2007-11-06 05:50:07 · 4 answers · asked by elle4 1 in Arts & Humanities Books & Authors

4 answers

This has been answered before, but here goes.

The dust cover or dust jacket used to be simply to protect the book until the consumer bought it. They used to be thrown away. Many people still remove them while reading the book. Books were and still are plain covers.

Now the dustjacket is regarded as a marketing tool and they spend big bucks on the cover art. People want to keep them.

New York has not tumbled to that. They still regard the DJ as simply a marketing tool. That's why they are printed on the books (it also adds expense) and they aren't sturdier. They consider them temporary. Consumers do not.

2007-11-06 05:56:30 · answer #1 · answered by loryntoo 7 · 2 0

The cost prohibitive to put color artwork on the actual cover of the book would be outrageous. Printing it on the paper dustcover is relatively inexpensive.

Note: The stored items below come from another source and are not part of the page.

#[tokio::test]
async fn delete_property_requires_no_active_reservations() {
    let engine = new_engine("delete_property.wal");
    let pid = with_property(&engine, 2).await;
    let rid = book(&engine, &pid, d(6, 1), d(6, 3)).await;

    assert!(matches!(
        engine.delete_property(pid.clone()).await,
        Err(EngineError::HasActiveReservations(id)) if id == pid
    ));

    engine.cancel_reservation(rid.clone()).await.unwrap();
    engine.delete_property(pid.clone()).await.unwrap();

    assert!(engine.get_property(&pid).is_none());
    assert!(engine.get_property_for_reservation(&rid).is_none());
    assert!(matches!(
        engine.get_reservation(&rid).await,
        Err(EngineError::NotFound(_))
    ));
    assert!(matches!(
        engine.delete_property(pid.clone()).await,
        Err(EngineError::NotFound(_))
    ));
}

// ── Requests and conflicts ───────────────────────────────

#[tokio::test]
async fn request_creates_pending_reservation() {
    let engine = new_engine("request_pending.wal");
    let pid = with_property(&engine, 3).await;
    let rid = Id::generate();
    engine
        .request_reservation(rid.clone(), pid.clone(), d(6, 10), d(6, 14), 3, Some("Анна".into()))
        .await
        .unwrap();

    let r = engine.get_reservation(&rid).await.unwrap();
    assert_eq!(r.status, ReservationStatus::Pending);
    assert_eq!(r.property_id, pid);
    assert_eq!(r.guest_name.as_deref(), Some("Анна"));
    assert_eq!(engine.get_property_for_reservation(&rid), Some(pid.clone()));

    // A pending request blocks the range.
    assert!(!engine
        .is_range_available(&pid, d(6, 12), d(6, 13), None)
        .await
        .unwrap());
}

#[tokio::test]
async fn overlapping_request_conflicts_with_ranges() {
    let engine = new_engine("overlap_conflict.wal");
    let pid = with_property(&engine, 2).await;
    let first = book(&engine, &pid, d(6, 1), d(6, 5)).await;
    book(&engine, &pid, d(6, 8), d(6, 10)).await;

    let err = engine
        .request_reservation(Id::generate(), pid.clone(), d(6, 4), d(6, 6), 1, None)
        .await
        .unwrap_err();
    match err {
        EngineError::Conflict {
            reservation_id,
            unavailable,
        } => {
            assert_eq!(reservation_id, first);
            assert_eq!(
                unavailable,
                vec![Stay::new(d(6, 1), d(6, 5)), Stay::new(d(6, 8), d(6, 10))]
            );
        }
        other => panic!("expected conflict, got {other}"),
    }
    assert_eq!(engine.get_reservations(&pid, None).await.unwrap().len(), 2);
}

#[tokio::test]
async fn back_to_back_stays_do_not_conflict() {
    let engine = new_engine("back_to_back.wal");
    let pid = with_property(&engine, 2).await;
    let a = book(&engine, &pid, d(6, 1), d(6, 5)).await;
    let b = book(&engine, &pid, d(6, 5), d(6, 9)).await;
    engine.accept_reservation(a.clone()).await.unwrap();
    engine.accept_reservation(b.clone()).await.unwrap();

    // The turnover day belongs to the arriving guest only.
    let day5 = engine.bookings_for_day(&pid, d(6, 5)).await.unwrap();
    assert_eq!(day5.len(), 1);
    assert_eq!(day5[0].id, b);
}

2007-11-06 05:58:17 · answer #2 · answered by Deb W 5 · 1 0

Sometimes they do print it on the book, sometimes they don't. I think it's just the style of the book company's books or something. I haven't got a clue, but then I really don't care, either. I read without the jacket cover because I don't want to ruin it.

--Oh. loryntoo's answer makes sense.

2007-11-06 05:57:09 · answer #3 · answered by Lyra [and the Future] 7 · 0 0

Because the dust jacket is on the outside of the book. If you put it on the book itself, you wouldn't see it, would you? Because it would be hidden by the dust jacket.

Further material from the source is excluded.